A Type of Parable: Allegory
Let's get back to what I was saying about "the foundation [of haOlam7the world]". The point is - and only is - Yah'shua (Jesus) is pointing us back to a time very, very, very long ago when nearly all external, verbal communication was by means of imagery, and this might be important to bear in mind as we read the oldest book in the Bible, Genesis, not to meantion the last one in the Bible, Revelation, which is very like the beginning of Genesis in so many ways because it is itself jam-packed with a particular kind of parablolic imagery called allegory.

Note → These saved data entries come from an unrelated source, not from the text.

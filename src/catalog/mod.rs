//! Item catalog
//!
//! Data model, the in-memory store, dataset loading and filtering.

pub mod error;
pub mod item;
pub mod store;
pub mod filter;
pub mod loader;

pub use error::CatalogError;
pub use item::{Item, ItemId};
pub use store::CatalogStore;
pub use filter::{search, FilterField, FilterState, Selection, Selector, ALL};
pub use loader::{load_items, parse_items, LoadOutcome, Loader};
//! User account models.

use serde::{Deserialize, Serialize};

/// A registered account.
#[derive(Debug, Clone, Serialize, sqlx::FromRow)]
pub struct User {
    pub id: String,
    pub email: String,
    #[serde(skip_serializing)]
    pub password_hash: String,
    pub created_at: String,
    pub updated_at: String,
}

/// Body for `POST /auth/register`.
#[derive(Debug, Deserialize)]
pub struct RegisterRequest {
    pub email: String,
    pub password: String,
}

/// Body for `POST /auth/login`.
#[derive(Debug, Deserialize)]
pub struct LoginRequest {
    pub email: String,
    pub password: String,
}

/// Response for register/login: a bearer token plus the account.
#[derive(Debug, Serialize)]
pub struct AuthResponse {
    pub token: String,
    pub user: User,
}
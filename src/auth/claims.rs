//! JWT claims.

use chrono::Utc;
use serde::{Deserialize, Serialize};

/// JWT claims structure for issued bearer tokens.
#[derive(Debug, Clone, Serialize, Deserialize)]
pub struct Claims {
    /// Subject (user ID).
    pub sub: String,

    /// User's email.
    pub email: String,

    /// Expiration time (as Unix timestamp).
    pub exp: i64,

    /// Issued at (as Unix timestamp).
    pub iat: i64,
}

impl Claims {
    /// Build claims for a user with the given time-to-live.
    pub fn new(user_id: &str, email: &str, ttl: chrono::Duration) -> Self {
        let now = Utc::now();
        Self {
            sub: user_id.to_string(),
            email: email.to_string(),
            exp: (now + ttl).timestamp(),
            iat: now.timestamp(),
        }
    }
}
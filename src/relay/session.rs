//! The per-session worker task.
//!
//! Runs after the synchronous phases (authorize, history, user persist) have
//! succeeded and the SSE response is on its way out. Owns the chat lock for
//! its whole lifetime; the lock releases when the task finishes or is
//! dropped.

use std::sync::Arc;
use std::time::Duration;

use futures::StreamExt;
use tokio::sync::{OwnedMutexGuard, mpsc};
use tracing::{debug, error, instrument, warn};

use super::completion::{ChatTurn, CompletionSource};
use super::events::RelayEvent;
use super::store::MessageStore;
use crate::chat::{Message, MessageRole};

/// Attempts for the final assistant insert. The reply already streamed to the
/// client by then, so a transient storage hiccup should not discard it.
const PERSIST_ATTEMPTS: u32 = 3;
const PERSIST_RETRY_DELAY: Duration = Duration::from_millis(250);

pub(super) struct Session {
    pub store: MessageStore,
    pub source: Arc<dyn CompletionSource>,
    pub tx: mpsc::Sender<RelayEvent>,
    pub guard: OwnedMutexGuard<()>,
    pub session_id: String,
    pub chat_id: String,
    pub fragment_timeout: Duration,
}

impl Session {
    /// Drive the session to its terminal event.
    ///
    /// A failed send means the client is gone: the session aborts at that
    /// suspension point and the assistant message is not persisted.
    #[instrument(skip_all, fields(session_id = %self.session_id, chat_id = %self.chat_id))]
    pub(super) async fn run(
        self,
        directive: Option<String>,
        turns: Vec<ChatTurn>,
        user_message: Message,
    ) {
        // Guard is held until this task returns
        let _guard = &self.guard;

        if self.emit(RelayEvent::UserMessage { message: user_message }).await.is_err() {
            warn!("Client disconnected before the first event");
            return;
        }

        debug!(phase = "streaming", turns = turns.len(), "Opening completion stream");
        let stream = match self
            .source
            .stream_completion(directive.as_deref(), &turns)
            .await
        {
            Ok(stream) => stream,
            Err(e) => {
                self.fail(&e.to_string()).await;
                return;
            }
        };
        tokio::pin!(stream);

        let mut reply = String::new();
        loop {
            let next = tokio::time::timeout(self.fragment_timeout, stream.next()).await;
            match next {
                Err(_) => {
                    self.fail("timed out waiting for the completion provider").await;
                    return;
                }
                Ok(None) => break,
                Ok(Some(Err(e))) => {
                    self.fail(&e.to_string()).await;
                    return;
                }
                Ok(Some(Ok(fragment))) => {
                    reply.push_str(&fragment);
                    if self.emit(RelayEvent::Chunk { content: fragment }).await.is_err() {
                        warn!("Client disconnected mid-stream, aborting session");
                        return;
                    }
                }
            }
        }

        debug!(phase = "persisting_assistant", chars = reply.len(), "Completion stream drained");
        match self.persist_assistant(&reply).await {
            Ok(message) => {
                debug!(phase = "completed", "Session completed");
                let _ = self.emit(RelayEvent::Done { message }).await;
            }
            Err(e) => {
                error!("Failed to persist assistant message: {}", e);
                self.fail("failed to persist assistant message").await;
            }
        }
    }

    /// Insert the assembled reply, retrying transient storage failures.
    async fn persist_assistant(&self, reply: &str) -> Result<Message, super::store::StorageError> {
        let mut attempt = 1;
        loop {
            match self
                .store
                .append(&self.chat_id, MessageRole::Assistant, reply)
                .await
            {
                Ok(message) => return Ok(message),
                Err(e) if attempt < PERSIST_ATTEMPTS => {
                    warn!(attempt, "Assistant persist failed, retrying: {}", e);
                    attempt += 1;
                    tokio::time::sleep(PERSIST_RETRY_DELAY).await;
                }
                Err(e) => return Err(e),
            }
        }
    }

    async fn fail(&self, reason: &str) {
        error!(phase = "failed", "Relay session failed: {}", reason);
        let _ = self
            .emit(RelayEvent::Error {
                error: reason.to_string(),
            })
            .await;
    }

    async fn emit(&self, event: RelayEvent) -> Result<(), ()> {
        self.tx.send(event).await.map_err(|_| ())
    }
}
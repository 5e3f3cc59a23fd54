//! SQLite connection pool and schema bootstrap.

use anyhow::{Context, Result};
use sqlx::sqlite::{SqliteConnectOptions, SqlitePool, SqlitePoolOptions};
use std::path::Path;
use std::str::FromStr;

/// Schema for the workspace database.
///
/// Deletes cascade down the ownership chain: user -> projects -> prompts/chats
/// -> messages. Message rows carry an AUTOINCREMENT `seq` so that rows created
/// within the same millisecond still have a total order.
const SCHEMA: &str = r#"
CREATE TABLE IF NOT EXISTS users (
    id TEXT PRIMARY KEY,
    email TEXT UNIQUE NOT NULL,
    password_hash TEXT NOT NULL,
    created_at TEXT NOT NULL DEFAULT (datetime('now')),
    updated_at TEXT NOT NULL DEFAULT (datetime('now'))
);

CREATE TABLE IF NOT EXISTS projects (
    id TEXT PRIMARY KEY,
    user_id TEXT NOT NULL REFERENCES users(id) ON DELETE CASCADE,
    name TEXT NOT NULL,
    description TEXT,
    system_prompt TEXT,
    created_at TEXT NOT NULL DEFAULT (datetime('now')),
    updated_at TEXT NOT NULL DEFAULT (datetime('now'))
);

CREATE INDEX IF NOT EXISTS idx_projects_user ON projects(user_id);

CREATE TABLE IF NOT EXISTS prompts (
    id TEXT PRIMARY KEY,
    project_id TEXT NOT NULL REFERENCES projects(id) ON DELETE CASCADE,
    name TEXT NOT NULL,
    content TEXT NOT NULL,
    created_at TEXT NOT NULL DEFAULT (datetime('now')),
    updated_at TEXT NOT NULL DEFAULT (datetime('now'))
);

CREATE INDEX IF NOT EXISTS idx_prompts_project ON prompts(project_id);

CREATE TABLE IF NOT EXISTS chats (
    id TEXT PRIMARY KEY,
    project_id TEXT NOT NULL REFERENCES projects(id) ON DELETE CASCADE,
    created_at TEXT NOT NULL DEFAULT (datetime('now')),
    updated_at TEXT NOT NULL DEFAULT (datetime('now'))
);

CREATE INDEX IF NOT EXISTS idx_chats_project ON chats(project_id);

CREATE TABLE IF NOT EXISTS messages (
    seq INTEGER PRIMARY KEY AUTOINCREMENT,
    id TEXT UNIQUE NOT NULL,
    chat_id TEXT NOT NULL REFERENCES chats(id) ON DELETE CASCADE,
    role TEXT NOT NULL CHECK(role IN ('user', 'assistant')),
    content TEXT NOT NULL,
    created_at TEXT NOT NULL
);

CREATE INDEX IF NOT EXISTS idx_messages_chat ON messages(chat_id, created_at, seq);
"#;

/// Database connection pool.
#[derive(Debug, Clone)]
pub struct Database {
    pool: SqlitePool,
}

impl Database {
    /// Open or create the database at the given path.
    ///
    /// Creates the database file and parent directories if they don't exist.
    pub async fn open(path: &Path) -> Result<Self> {
        // Ensure parent directory exists
        if let Some(parent) = path.parent() {
            std::fs::create_dir_all(parent)
                .with_context(|| format!("creating database directory: {}", parent.display()))?;
        }

        let database_url = format!("sqlite://{}?mode=rwc", path.display());

        let options = SqliteConnectOptions::from_str(&database_url)
            .context("parsing database URL")?
            .create_if_missing(true)
            .foreign_keys(true)
            .journal_mode(sqlx::sqlite::SqliteJournalMode::Wal)
            .busy_timeout(std::time::Duration::from_secs(30));

        let pool = SqlitePoolOptions::new()
            .max_connections(5)
            .connect_with(options)
            .await
            .with_context(|| format!("connecting to database: {}", path.display()))?;

        let db = Self { pool };
        db.initialize_schema().await?;

        Ok(db)
    }

    /// Create an in-memory database (for testing).
    pub async fn in_memory() -> Result<Self> {
        let options = SqliteConnectOptions::from_str("sqlite::memory:")
            .context("parsing in-memory database URL")?
            .foreign_keys(true);

        let pool = SqlitePoolOptions::new()
            .max_connections(1)
            .connect_with(options)
            .await
            .context("connecting to in-memory database")?;

        let db = Self { pool };
        db.initialize_schema().await?;

        Ok(db)
    }

    /// Initialize the database schema.
    async fn initialize_schema(&self) -> Result<()> {
        sqlx::raw_sql(SCHEMA)
            .execute(&self.pool)
            .await
            .context("initializing database schema")?;
        Ok(())
    }

    /// Get a reference to the connection pool.
    pub fn pool(&self) -> &SqlitePool {
        &self.pool
    }

    /// Close the database connection.
    pub async fn close(&self) {
        self.pool.close().await;
    }

    /// Check if the database is healthy.
    pub async fn is_healthy(&self) -> bool {
        sqlx::query("SELECT 1").fetch_one(&self.pool).await.is_ok()
    }
}
//! Bearer-token middleware and the authenticated-user extractor.

use axum::{
    extract::{FromRequestParts, Request, State},
    http::{header, request::Parts},
    middleware::Next,
    response::Response,
};

use super::{AuthError, AuthState};
use crate::api::error::ApiError;

/// The authenticated caller, inserted into request extensions by
/// [`auth_middleware`] and pulled out by handlers as an extractor.
#[derive(Debug, Clone)]
pub struct CurrentUser {
    pub id: String,
    pub email: String,
}

impl<S> FromRequestParts<S> for CurrentUser
where
    S: Send + Sync,
{
    type Rejection = ApiError;

    async fn from_request_parts(parts: &mut Parts, _state: &S) -> Result<Self, Self::Rejection> {
        parts
            .extensions
            .get::<CurrentUser>()
            .cloned()
            .ok_or_else(|| ApiError::unauthorized("Missing authentication"))
    }
}

/// Verify the `Authorization: Bearer` header and attach the caller to the
/// request. Runs on every protected route.
pub async fn auth_middleware(
    State(auth): State<AuthState>,
    mut request: Request,
    next: Next,
) -> Result<Response, ApiError> {
    let token = bearer_token(&request)?;
    let claims = auth.verify_token(token)?;

    request.extensions_mut().insert(CurrentUser {
        id: claims.sub,
        email: claims.email,
    });

    Ok(next.run(request).await)
}

fn bearer_token(request: &Request) -> Result<&str, AuthError> {
    let header = request
        .headers()
        .get(header::AUTHORIZATION)
        .ok_or(AuthError::MissingAuthHeader)?
        .to_str()
        .map_err(|_| AuthError::InvalidAuthHeader)?;

    header
        .strip_prefix("Bearer ")
        .ok_or(AuthError::InvalidAuthHeader)
}
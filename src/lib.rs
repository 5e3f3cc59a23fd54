//! Parlor: a project-scoped AI chat workspace server.
//!
//! Users organize chats under projects, each optionally carrying a system
//! directive, and converse with an OpenAI-compatible completion provider.
//! The core path is the streaming relay in [`relay`]: one POST carries a user
//! message through authorization, persistence, live token streaming, and
//! final persistence of the reply, all inside a single SSE response.

pub mod api;
pub mod auth;
pub mod chat;
pub mod db;
pub mod project;
pub mod relay;
pub mod user;
use std::env;
use std::fs;
use std::io::{self, IsTerminal, Write};
use std::net::SocketAddr;
use std::path::{Path, PathBuf};
use std::sync::Arc;
use std::time::Duration;

use anyhow::{Context, Result, anyhow};
use clap::{Args, CommandFactory, Parser, Subcommand, ValueEnum};
use clap_complete::Shell;
use config::{Config, Environment, File, FileFormat};
use log::{LevelFilter, debug, info, warn};
use serde::{Deserialize, Serialize};
use tokio::net::TcpListener;

use parlor::api;
use parlor::auth;
use parlor::chat::ChatRepository;
use parlor::db::Database;
use parlor::project::ProjectRepository;
use parlor::relay::{MessageStore, OpenAiCompatSource, ProviderConfig, Relay};
use parlor::user::{UserRepository, UserService};

const APP_NAME: &str = "parlor";

fn main() {
    if let Err(err) = try_main() {
        let _ = writeln!(io::stderr(), "{err:?}");
        std::process::exit(1);
    }
}

#[tokio::main]
async fn async_main(ctx: RuntimeContext, cmd: ServeCommand) -> Result<()> {
    handle_serve(&ctx, cmd).await
}

fn try_main() -> Result<()> {
    let cli = Cli::parse();

    let ctx = RuntimeContext::new(cli.common.clone())?;
    ctx.init_logging()?;
    debug!("resolved paths: {:#?}", ctx.paths);

    match cli.command {
        Command::Serve(cmd) => async_main(ctx, cmd),
        Command::Init(cmd) => handle_init(&ctx, cmd),
        Command::Config { command } => handle_config(&ctx, command),
        Command::Completions { shell } => handle_completions(shell),
    }
}

#[derive(Debug, Parser)]
#[command(
    author,
    version,
    about = "Parlor - project-scoped AI chat workspace server.",
    propagate_version = true
)]
struct Cli {
    #[command(flatten)]
    common: CommonOpts,
    #[command(subcommand)]
    command: Command,
}

#[derive(Debug, Clone, Args)]
struct CommonOpts {
    /// Override the config file path
    #[arg(long, value_name = "PATH", global = true)]
    config: Option<PathBuf>,
    /// Reduce output to only errors
    #[arg(short, long, action = clap::ArgAction::SetTrue, global = true)]
    quiet: bool,
    /// Increase logging verbosity (stackable)
    #[arg(short = 'v', long = "verbose", action = clap::ArgAction::Count, global = true)]
    verbose: u8,
    /// Enable debug logging (equivalent to -vv)
    #[arg(long, global = true)]
    debug: bool,
    /// Enable trace logging (overrides other levels)
    #[arg(long, global = true)]
    trace: bool,
    /// Output machine readable JSON
    #[arg(long, global = true)]
    json: bool,
    /// Disable ANSI colors in output
    #[arg(long = "no-color", global = true, conflicts_with = "color")]
    no_color: bool,
    /// Control color output (auto, always, never)
    #[arg(long, value_enum, default_value_t = ColorOption::Auto, global = true)]
    color: ColorOption,
    /// Do not change anything on disk
    #[arg(long = "dry-run", global = true)]
    dry_run: bool,
    /// Assume "yes" for interactive prompts
    #[arg(short = 'y', long = "yes", alias = "force", global = true)]
    assume_yes: bool,
}

#[derive(Debug, Clone, Copy, ValueEnum)]
enum ColorOption {
    Auto,
    Always,
    Never,
}

#[derive(Debug, Subcommand)]
enum Command {
    /// Start the HTTP API server
    Serve(ServeCommand),
    /// Create config directories and default files
    Init(InitCommand),
    /// Inspect and manage configuration
    Config {
        #[command(subcommand)]
        command: ConfigCommand,
    },
    /// Generate shell completions
    Completions {
        #[arg(value_enum)]
        shell: Shell,
    },
}

#[derive(Debug, Clone, Args)]
struct ServeCommand {
    /// Host address to bind to
    #[arg(long, default_value = "0.0.0.0")]
    host: String,
    /// Port to listen on
    #[arg(short, long, default_value = "8080")]
    port: u16,
}

#[derive(Debug, Clone, Args)]
struct InitCommand {
    /// Recreate configuration even if it already exists
    #[arg(long = "force")]
    force: bool,
}

#[derive(Debug, Subcommand)]
enum ConfigCommand {
    /// Output the effective configuration
    Show,
    /// Print the resolved config file path
    Path,
    /// Regenerate the default configuration file
    Reset,
}

#[derive(Debug, Clone)]
struct RuntimeContext {
    common: CommonOpts,
    paths: AppPaths,
    config: AppConfig,
}

impl RuntimeContext {
    fn new(common: CommonOpts) -> Result<Self> {
        let mut paths = AppPaths::discover(common.config.clone())?;
        let config = load_or_init_config(&mut paths, &common)?;
        let paths = paths.apply_overrides(&config)?;
        let ctx = Self {
            common,
            paths,
            config,
        };
        ctx.ensure_directories()?;
        Ok(ctx)
    }

    fn init_logging(&self) -> Result<()> {
        use tracing_subscriber::{EnvFilter, layer::SubscriberExt, util::SubscriberInitExt};

        if self.common.quiet {
            log::set_max_level(LevelFilter::Off);
            return Ok(());
        }

        let level = match self.effective_log_level() {
            LevelFilter::Off => "off",
            LevelFilter::Error => "error",
            LevelFilter::Warn => "warn",
            LevelFilter::Info => "info",
            LevelFilter::Debug => "debug",
            LevelFilter::Trace => "trace",
        };

        let env_filter = EnvFilter::try_from_default_env()
            .unwrap_or_else(|_| EnvFilter::new(format!("parlor={level},tower_http={level}")));

        // Use JSON output if --json flag is set, otherwise pretty format
        if self.common.json {
            tracing_subscriber::registry()
                .with(env_filter)
                .with(tracing_subscriber::fmt::layer().json())
                .try_init()
                .ok();
        } else {
            let force_color = matches!(self.common.color, ColorOption::Always)
                || env::var_os("FORCE_COLOR").is_some();
            let disable_color = self.common.no_color
                || matches!(self.common.color, ColorOption::Never)
                || env::var_os("NO_COLOR").is_some()
                || (!force_color && !io::stderr().is_terminal());

            tracing_subscriber::registry()
                .with(env_filter)
                .with(tracing_subscriber::fmt::layer().with_ansi(!disable_color))
                .try_init()
                .ok();
        }

        // Also init env_logger for compatibility with log crate users
        let mut builder =
            env_logger::Builder::from_env(env_logger::Env::default().default_filter_or("info"));
        builder.filter_level(self.effective_log_level());
        builder.try_init().ok();

        Ok(())
    }

    fn effective_log_level(&self) -> LevelFilter {
        if self.common.trace {
            LevelFilter::Trace
        } else if self.common.debug {
            LevelFilter::Debug
        } else {
            match self.common.verbose {
                0 => LevelFilter::Info,
                1 => LevelFilter::Debug,
                _ => LevelFilter::Trace,
            }
        }
    }

    fn ensure_directories(&self) -> Result<()> {
        if self.common.dry_run {
            info!(
                "dry-run: would ensure data dir {}",
                self.paths.data_dir.display()
            );
            return Ok(());
        }

        fs::create_dir_all(&self.paths.data_dir).with_context(|| {
            format!("creating data directory {}", self.paths.data_dir.display())
        })?;
        Ok(())
    }
}

#[derive(Debug, Clone)]
struct AppPaths {
    config_file: PathBuf,
    data_dir: PathBuf,
}

impl AppPaths {
    fn discover(override_path: Option<PathBuf>) -> Result<Self> {
        let config_file = match override_path {
            Some(path) => {
                let expanded = expand_path(path)?;
                if expanded.is_dir() {
                    expanded.join("config.toml")
                } else {
                    expanded
                }
            }
            None => default_config_dir()?.join("config.toml"),
        };

        if config_file.parent().is_none() {
            return Err(anyhow!("invalid config file path: {config_file:?}"));
        }

        let data_dir = default_data_dir()?;

        Ok(Self {
            config_file,
            data_dir,
        })
    }

    fn apply_overrides(mut self, cfg: &AppConfig) -> Result<Self> {
        if let Some(ref data_override) = cfg.paths.data_dir {
            self.data_dir = expand_str_path(data_override)?;
        }
        Ok(self)
    }
}

#[derive(Debug, Clone, Serialize, Deserialize)]
#[serde(default)]
struct AppConfig {
    logging: LoggingConfig,
    paths: PathsConfig,
    database: DatabaseConfig,
    auth: auth::AuthConfig,
    provider: ProviderConfig,
}

impl Default for AppConfig {
    fn default() -> Self {
        Self {
            logging: LoggingConfig::default(),
            paths: PathsConfig::default(),
            database: DatabaseConfig::default(),
            auth: auth::AuthConfig::default(),
            provider: ProviderConfig::default(),
        }
    }
}

#[derive(Debug, Clone, Serialize, Deserialize)]
#[serde(default)]
struct LoggingConfig {
    level: String,
    file: Option<String>,
}

impl Default for LoggingConfig {
    fn default() -> Self {
        Self {
            level: "info".to_string(),
            file: None,
        }
    }
}

#[derive(Debug, Default, Clone, Serialize, Deserialize)]
#[serde(default)]
struct PathsConfig {
    data_dir: Option<String>,
}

Example of the 'Bride of Christ'
The best example of that, no doubt, is Christ's description of us - collectively - as the 'Bride of Christ' which so many Westerners distort by romanticising our relationship with Messiah as though we were His literal 'wife' as individuals (in fact, a heinous adulterous notion) which is why it is easier for women to 'fall in love' with Christ but not (except very feminised) men, for obvious reasons. This picture is not a picture of our individual but of our corporate or collective relationship with the Messiah! The 'Bride of Christ' is not a literal human being, something the egocetric, individualistic Western mind finds hard not to view it as. The kind of ahavah/chesed/agapé-type love Christ demands of us is much loftier than romantic or sensual eros-type love. The use of the parable, and the allegorical kind of parable in this example, is a comparison only of certain aspects of something literal, tangible and usually visible, namely our own human unions.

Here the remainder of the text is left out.